Later that afternoon I will be at Four Seasons Books in nearby Shepherdstown, with author Brianna Wheeler, a descendant of raider Dangerfield Newby who has recently published a memoir Altogether Different.

Finally, in case you missed it, here’s a link to my recent review of Nat Turner: Black Prophet, a new look at the Black insurrectionist who led a band of  enslaved men on a vengeful spree through Southampton County, Virginia, in August 1831, killing 55 whites, including women and children. In the uprising, the authors argue, Turner was not only a revolutionary; he likened himself to the avenging prophets of the Old Testament.

3 Comments

  1. Jeff Weintraub on September 6, 2024 at 10:24 pm

    Great thoughts, Gene.

  2. Theresa Saxton on September 7, 2024 at 2:25 pm

    After many years, I reduced my daily Post subscription to Sunday only a few months ago; and I am seriously considering dropping it altogether.
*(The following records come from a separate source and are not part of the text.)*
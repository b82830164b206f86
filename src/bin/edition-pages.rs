//! CLI binary for edition-pages.
//!
//! A thin shim over the library crate that maps CLI flags to
//! `PipelineConfig`, runs one operation and prints its tally.

use anyhow::{Context, Result};
use clap::{Parser, Subcommand};
use edition_pages::{
    create_pool, AuditOptions, AuditReport, Auditor, BacklogReport, BacklogScanner,
    BatchProgressCallback, EditionLocks, Ingestor, PipelineConfig, ProgressCallback,
};
use indicatif::{ProgressBar, ProgressStyle};
use serde::Serialize;
use std::io;
use std::path::PathBuf;
use std::process::ExitCode;
use std::sync::atomic::{AtomicUsize, Ordering};
use std::sync::Arc;
use std::time::Duration;
use tracing::{info, warn};
use tracing_subscriber::EnvFilter;

// ── ANSI colour helpers ──────────────────────────────────────────────────────

fn green(s: &str) -> String {
    format!("\x1b[32m{s}\x1b[0m")
}
fn red(s: &str) -> String {
    format!("\x1b[31m{s}\x1b[0m")
}
fn yellow(s: &str) -> String {
    format!("\x1b[33m{s}\x1b[0m")
}
fn dim(s: &str) -> String {
    format!("\x1b[2m{s}\x1b[0m")
}
fn bold(s: &str) -> String {
    format!("\x1b[1m{s}\x1b[0m")
}

// ── CLI progress callback using indicatif ────────────────────────────────────

/// Renders a bar over the editions of a batch run, with one log line per
/// finished edition. Editions may finish out of order.
struct CliProgressCallback {
    bar: ProgressBar,
    errors: AtomicUsize,
}

impl CliProgressCallback {
    fn new() -> Arc<Self> {
        let bar = ProgressBar::new(0);
        let style = ProgressStyle::with_template(
            "{spinner:.cyan} {prefix:.bold}  [{bar:40.green/238}] {pos:>3}/{len} editions  {elapsed_precise}  {msg}",
        )
        .unwrap_or_else(|_| ProgressStyle::default_bar())
        .progress_chars("█▉▊▋▌▍▎▏  ");
        bar.set_style(style);
        bar.set_prefix("Processing");
        bar.enable_steady_tick(Duration::from_millis(100));

        Arc::new(Self {
            bar,
            errors: AtomicUsize::new(0),
        })
    }
}

impl BatchProgressCallback for CliProgressCallback {
    fn on_batch_start(&self, total: usize) {
        self.bar.set_length(total as u64);
        self.bar.reset_eta();
    }

    fn on_edition_start(&self, edition_id: i64) {
        self.bar.set_message(format!("edition {edition_id}"));
    }

    fn on_edition_complete(&self, edition_id: i64, pages: usize) {
        self.bar.println(format!(
            "  {} Edition {:>6}  {}",
            green("✓"),
            edition_id,
            dim(&format!("{pages} pages")),
        ));
        self.bar.inc(1);
    }

    fn on_edition_error(&self, edition_id: i64, error: &str) {
        self.errors.fetch_add(1, Ordering::SeqCst);
        let first_line = error.lines().next().unwrap_or(error);
        let msg = if first_line.chars().count() > 90 {
            let cut: String = first_line.chars().take(89).collect();
            format!("{cut}\u{2026}")
        } else {
            first_line.to_string()
        };
        self.bar.println(format!(
            "  {} Edition {:>6}  {}",
            red("✗"),
            edition_id,
            red(&msg)
        ));
        self.bar.inc(1);
    }

    fn on_batch_complete(&self, total: usize, succeeded: usize) {
        self.bar.finish_and_clear();
        let failed = total.saturating_sub(succeeded);
        if failed == 0 {
            eprintln!(
                "{} {} editions processed",
                green("✔"),
                bold(&succeeded.to_string())
            );
        } else {
            eprintln!(
                "{} {}/{} editions processed  ({} failed)",
                if succeeded == 0 { red("✘") } else { yellow("⚠") },
                bold(&succeeded.to_string()),
                total,
                red(&failed.to_string())
            );
        }
    }
}

const AFTER_HELP: &str = r#"EXAMPLES:
  # Convert one edition now
  edition-pages process 42

  # Convert everything that has a PDF but no pages yet
  edition-pages --web-root /var/www/html backlog

  # List what the backlog would pick up
  edition-pages pending

  # Fix paths and counts, re-run broken editions, every 10 minutes
  edition-pages audit --reprocess --every 600

  # Homepage readiness as JSON
  edition-pages --json ready

ENVIRONMENT VARIABLES:
  EDITION_DATABASE_URL     sqlx SQLite URL (default sqlite:./editions.db)
  EDITION_WEB_ROOT         Public web root that contains uploads/
  EDITION_RASTERIZER_PATH  Ghostscript executable, skips discovery
  RUST_LOG                 Overrides the log filter

CONCURRENT RUNS:
  Separate invocations may share one database. Each edition is claimed in
  the edition_claims table while it is written; a second process touching
  the same edition fails with a "busy" error for that edition and moves on.
  Claims left by a killed process expire after the worst-case conversion
  time (tier timeout x tiers) plus two minutes.

RASTERISER:
  Ghostscript (gs, gswin64c) must be installed. Each edition is tried at
  premium (300 dpi), then high (250 dpi), then standard (200 dpi JPEG).
"#;

/// Convert uploaded PDF editions to page images and keep them consistent.
#[derive(Parser, Debug)]
#[command(
    name = "edition-pages",
    version,
    about = "Convert PDF editions to page images and audit their consistency",
    arg_required_else_help = true,
    color = clap::ColorChoice::Auto,
    after_long_help = AFTER_HELP
)]
struct Cli {
    #[command(subcommand)]
    command: Command,

    /// sqlx SQLite connection URL.
    #[arg(long, global = true, env = "EDITION_DATABASE_URL", default_value = "sqlite:./editions.db")]
    database_url: String,

    /// Public web root; canonical `uploads/...` paths resolve against it.
    #[arg(long, global = true, env = "EDITION_WEB_ROOT", default_value = ".")]
    web_root: PathBuf,

    /// Name of the per-edition output directory beside the source PDF.
    #[arg(long, global = true, env = "EDITION_PAGES_DIR", default_value = "pages")]
    pages_dir: String,

    /// Hard timeout for one quality tier, in seconds.
    #[arg(long, global = true, env = "EDITION_TIER_TIMEOUT", default_value_t = 180)]
    tier_timeout: u64,

    /// Editions converted at once during backlog runs.
    #[arg(short, long, global = true, env = "EDITION_CONCURRENCY", default_value_t = 2)]
    concurrency: usize,

    /// Ghostscript executable. Discovered automatically when unset.
    #[arg(long, global = true, env = "EDITION_RASTERIZER_PATH")]
    rasterizer: Option<PathBuf>,

    /// Print the structured result as JSON on stdout.
    #[arg(long, global = true, env = "EDITION_JSON")]
    json: bool,

    /// Exit non-zero when any edition failed or an unrepaired defect is left.
    #[arg(long, global = true, env = "EDITION_STRICT")]
    strict: bool,

    /// Disable the progress bar.
    #[arg(long, global = true, env = "EDITION_NO_PROGRESS")]
    no_progress: bool,

    /// Enable DEBUG-level tracing logs.
    #[arg(short, long, global = true, env = "EDITION_VERBOSE")]
    verbose: bool,

    /// Suppress all output except errors and the result.
    #[arg(short, long, global = true, env = "EDITION_QUIET")]
    quiet: bool,
}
Sadly, most of the columnists whose contributions I appreciated are no longer writing, and its other features–including the expanded editions–are of such limited interest overall that I’ve come to liken reading the Post to attending a hospice vigil. Looking forward to seeing you at Lincoln-Thomas Day, Gene.

  3. Joseph Drew on September 8, 2024 at 8:14 pm

    Shepherdstown! I used to be the dean of Social Sciences at the college — what a lovely place.

    I’m sorry to report that after about five decades of subscription to the daily paper edition of the Post, I cancelled this year. To me, the intolerant anti-Israel bent of many of the writers, and the reactionary pro-right wing orientation of many of the others, made it very unpleasant to read the newspaper. Even the layout was more provocative than informative, I thought.